Input material -
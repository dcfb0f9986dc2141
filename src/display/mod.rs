use std::sync::Arc;

use serde::Serialize;
use tokio::sync::mpsc;
use tokio::task;
use tracing::{debug, info, warn};

use crate::client::{FetchError, InventoryClient};
use crate::inventory::{InventoryDocument, SUBNET_COLUMNS, VPC_COLUMNS};
use crate::render::{escape_html, render_table};

pub const LOADING_TEXT: &str = "Loading…";

/// What the output region currently shows.
#[derive(Clone, Debug, Default, PartialEq, Eq, Serialize)]
#[serde(tag = "state", content = "content", rename_all = "lowercase")]
pub enum DisplayContent {
    #[default]
    Empty,
    Loading,
    Markup(String),
    Message(String),
}

impl DisplayContent {
    pub fn to_html(&self) -> String {
        match self {
            DisplayContent::Empty => String::new(),
            DisplayContent::Loading => escape_html(LOADING_TEXT),
            DisplayContent::Markup(markup) => markup.clone(),
            DisplayContent::Message(text) => escape_html(text),
        }
    }

    pub fn is_loading(&self) -> bool {
        matches!(self, DisplayContent::Loading)
    }
}

pub fn compose(doc: &InventoryDocument) -> String {
    let mut content = format!("<p>Fetched at: {}</p>", escape_html(&doc.timestamp));
    content.push_str(&render_table(&doc.vpcs, &VPC_COLUMNS, "VPCs"));
    content.push_str(&render_table(&doc.subnets, &SUBNET_COLUMNS, "Subnets"));
    content
}

pub fn error_message(err: &FetchError) -> String {
    format!("Error fetching inventory: {err}")
}

pub fn resolve(outcome: &Result<InventoryDocument, FetchError>) -> DisplayContent {
    match outcome {
        Ok(doc) => DisplayContent::Markup(compose(doc)),
        Err(err) => DisplayContent::Message(error_message(err)),
    }
}

/// How resolutions of overlapping fetches are applied to the region.
#[derive(Clone, Copy, Debug, Default, PartialEq, Eq)]
pub enum SequencingPolicy {
    /// Every resolution overwrites the region; the last to resolve wins.
    #[default]
    LastResolved,
    /// Only the newest trigger's resolution is shown; older ones are dropped.
    LatestRequest,
}

impl SequencingPolicy {
    pub fn parse(value: &str) -> Option<Self> {
        match value.trim().to_lowercase().as_str() {
            "last-resolved" | "last_resolved" | "resolved" => Some(Self::LastResolved),
            "latest-request" | "latest_request" | "latest" => Some(Self::LatestRequest),
            _ => None,
        }
    }

    pub fn label(self) -> &'static str {
        match self {
            SequencingPolicy::LastResolved => "last-resolved",
            SequencingPolicy::LatestRequest => "latest-request",
        }
    }
}

#[derive(Debug)]
pub struct Resolution {
    pub generation: u64,
    pub outcome: Result<InventoryDocument, FetchError>,
}

#[derive(Clone, Copy, Debug, PartialEq, Eq)]
pub enum Update {
    Shown { generation: u64 },
    Stale { generation: u64 },
    /// The fetch task ended without an outcome (it panicked or was aborted).
    Lost { generation: u64 },
}

enum TaskReport {
    Resolved(Resolution),
    Lost { generation: u64 },
}

/// Held by a fetch task for its whole life. Whatever way the task ends, the
/// dashboard hears back exactly once for its generation.
struct ReportGuard {
    generation: u64,
    tx: Option<mpsc::UnboundedSender<TaskReport>>,
}

impl ReportGuard {
    fn resolve(mut self, outcome: Result<InventoryDocument, FetchError>) {
        if let Some(tx) = self.tx.take() {
            // the receiver only goes away with the dashboard itself
            let _ = tx.send(TaskReport::Resolved(Resolution {
                generation: self.generation,
                outcome,
            }));
        }
    }
}

impl Drop for ReportGuard {
    fn drop(&mut self) {
        if let Some(tx) = self.tx.take() {
            let _ = tx.send(TaskReport::Lost {
                generation: self.generation,
            });
        }
    }
}

/// Owns the output region. Fetches run as independent tasks and hand their
/// outcome back over a channel; only the owner of the dashboard writes the
/// region.
pub struct Dashboard {
    client: Arc<InventoryClient>,
    policy: SequencingPolicy,
    region: DisplayContent,
    issued: u64,
    in_flight: usize,
    tx: mpsc::UnboundedSender<TaskReport>,
    rx: mpsc::UnboundedReceiver<TaskReport>,
}

impl Dashboard {
    pub fn new(client: InventoryClient, policy: SequencingPolicy) -> Self {
        let (tx, rx) = mpsc::unbounded_channel();
        Self {
            client: Arc::new(client),
            policy,
            region: DisplayContent::Empty,
            issued: 0,
            in_flight: 0,
            tx,
            rx,
        }
    }

    pub fn region(&self) -> &DisplayContent {
        &self.region
    }

    pub fn policy(&self) -> SequencingPolicy {
        self.policy
    }

    pub fn in_flight(&self) -> usize {
        self.in_flight
    }

    /// Shows the loading placeholder and starts a new fetch.
    ///
    /// Earlier fetches are not cancelled. Must be called from within a tokio
    /// runtime.
    pub fn trigger(&mut self) -> u64 {
        self.issued += 1;
        let generation = self.issued;
        self.region = DisplayContent::Loading;
        self.in_flight += 1;

        let client = Arc::clone(&self.client);
        let guard = self.report_guard(generation);
        task::spawn(async move {
            guard.resolve(client.fetch_inventory().await);
        });
        debug!(generation, in_flight = self.in_flight, "fetch triggered");
        generation
    }

    /// Waits for the next outstanding fetch and applies it to the region.
    ///
    /// Returns `None` immediately when nothing is in flight.
    pub async fn next_update(&mut self) -> Option<Update> {
        if self.in_flight == 0 {
            return None;
        }
        let report = self.rx.recv().await?;
        self.in_flight -= 1;
        Some(match report {
            TaskReport::Resolved(resolution) => self.apply(resolution),
            TaskReport::Lost { generation } => self.lose(generation),
        })
    }

    /// Waits for every outstanding fetch, returning the updates in the order
    /// they resolved.
    pub async fn settle(&mut self) -> Vec<Update> {
        let mut updates = Vec::new();
        while let Some(update) = self.next_update().await {
            updates.push(update);
        }
        updates
    }

    fn report_guard(&self, generation: u64) -> ReportGuard {
        ReportGuard {
            generation,
            tx: Some(self.tx.clone()),
        }
    }

    fn is_stale(&self, generation: u64) -> bool {
        self.policy == SequencingPolicy::LatestRequest && generation < self.issued
    }

    pub fn apply(&mut self, resolution: Resolution) -> Update {
        let generation = resolution.generation;
        if self.is_stale(generation) {
            debug!(generation, newest = self.issued, "discarding stale inventory");
            return Update::Stale { generation };
        }
        match &resolution.outcome {
            Ok(doc) => info!(
                generation,
                vpcs = doc.vpcs.len(),
                subnets = doc.subnets.len(),
                "inventory fetched"
            ),
            Err(err) => info!(generation, error = %err, "inventory fetch failed"),
        }
        self.region = resolve(&resolution.outcome);
        Update::Shown { generation }
    }

    fn lose(&mut self, generation: u64) -> Update {
        warn!(generation, "fetch task ended without a response");
        if self.is_stale(generation) {
            return Update::Stale { generation };
        }
        self.region = DisplayContent::Message(format!(
            "Error fetching inventory: fetch #{generation} ended without a response"
        ));
        Update::Lost { generation }
    }
}
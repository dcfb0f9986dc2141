pub mod page;

use crate::display::DisplayContent;

#[derive(Clone, Copy, Debug, PartialEq, Eq)]
pub enum OutputFormat {
    Html,
    Fragment,
    Json,
}

impl OutputFormat {
    pub fn parse(value: &str) -> Option<Self> {
        match value.trim().to_lowercase().as_str() {
            "html" | "htm" | "page" => Some(Self::Html),
            "fragment" | "frag" => Some(Self::Fragment),
            "json" => Some(Self::Json),
            _ => None,
        }
    }

    pub fn label(self) -> &'static str {
        match self {
            OutputFormat::Html => "html",
            OutputFormat::Fragment => "fragment",
            OutputFormat::Json => "json",
        }
    }
}

pub fn infer_format_from_path(path: &str) -> Option<OutputFormat> {
    let lower = path.trim().to_lowercase();
    if lower.ends_with(".json") {
        return Some(OutputFormat::Json);
    }
    if lower.ends_with(".html") || lower.ends_with(".htm") {
        return Some(OutputFormat::Html);
    }
    if lower.ends_with(".frag") || lower.ends_with(".inc") {
        return Some(OutputFormat::Fragment);
    }
    None
}

pub fn render_fragment(content: &DisplayContent) -> Vec<u8> {
    let mut out = content.to_html();
    out.push('\n');
    out.into_bytes()
}

pub fn render_json(content: &DisplayContent) -> Vec<u8> {
    let mut out = serde_json::to_vec_pretty(content).unwrap_or_else(|_| b"{}".to_vec());
    out.push(b'\n');
    out
}

pub fn render(content: &DisplayContent, format: OutputFormat) -> Vec<u8> {
    match format {
        OutputFormat::Html => page::render_page(content),
        OutputFormat::Fragment => render_fragment(content),
        OutputFormat::Json => render_json(content),
    }
}
use std::error::Error;

use vpcview::client::{ClientOptions, InventoryClient};
use vpcview::display;

#[tokio::main]
async fn main() -> Result<(), Box<dyn Error>> {
    let client = InventoryClient::new(ClientOptions {
        url: std::env::var("INVENTORY_API_URL").unwrap_or_default(),
        ..ClientOptions::default()
    })?;

    match client.fetch_inventory().await {
        Ok(doc) => {
            println!("VPCs: {}", doc.vpcs.len());
            println!("Subnets: {}", doc.subnets.len());
            println!("{}", display::compose(&doc));
        }
        Err(err) => println!("{}", display::error_message(&err)),
    }

    Ok(())
}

Exercise instructions -
Write out exactly the lines from the beginning of the material above through the line with "applied to the region.", including both and omitting all others.

Expected answer -
repository dcfb0f9986dc2141
filename src/display/mod.rs
use std::sync::Arc;

use serde::Serialize;
use tokio::sync::mpsc;
use tokio::task;
use tracing::{debug, info, warn};

use crate::client::{FetchError, InventoryClient};
use crate::inventory::{InventoryDocument, SUBNET_COLUMNS, VPC_COLUMNS};
use crate::render::{escape_html, render_table};

pub const LOADING_TEXT: &str = "Loading…";

/// What the output region currently shows.
#[derive(Clone, Debug, Default, PartialEq, Eq, Serialize)]
#[serde(tag = "state", content = "content", rename_all = "lowercase")]
pub enum DisplayContent {
    #[default]
    Empty,
    Loading,
    Markup(String),
    Message(String),
}

impl DisplayContent {
    pub fn to_html(&self) -> String {
        match self {
            DisplayContent::Empty => String::new(),
            DisplayContent::Loading => escape_html(LOADING_TEXT),
            DisplayContent::Markup(markup) => markup.clone(),
            DisplayContent::Message(text) => escape_html(text),
        }
    }

    pub fn is_loading(&self) -> bool {
        matches!(self, DisplayContent::Loading)
    }
}

pub fn compose(doc: &InventoryDocument) -> String {
    let mut content = format!("<p>Fetched at: {}</p>", escape_html(&doc.timestamp));
    content.push_str(&render_table(&doc.vpcs, &VPC_COLUMNS, "VPCs"));
    content.push_str(&render_table(&doc.subnets, &SUBNET_COLUMNS, "Subnets"));
    content
}

pub fn error_message(err: &FetchError) -> String {
    format!("Error fetching inventory: {err}")
}

pub fn resolve(outcome: &Result<InventoryDocument, FetchError>) -> DisplayContent {
    match outcome {
        Ok(doc) => DisplayContent::Markup(compose(doc)),
        Err(err) => DisplayContent::Message(error_message(err)),
    }
}

/// How resolutions of overlapping fetches are applied to the region.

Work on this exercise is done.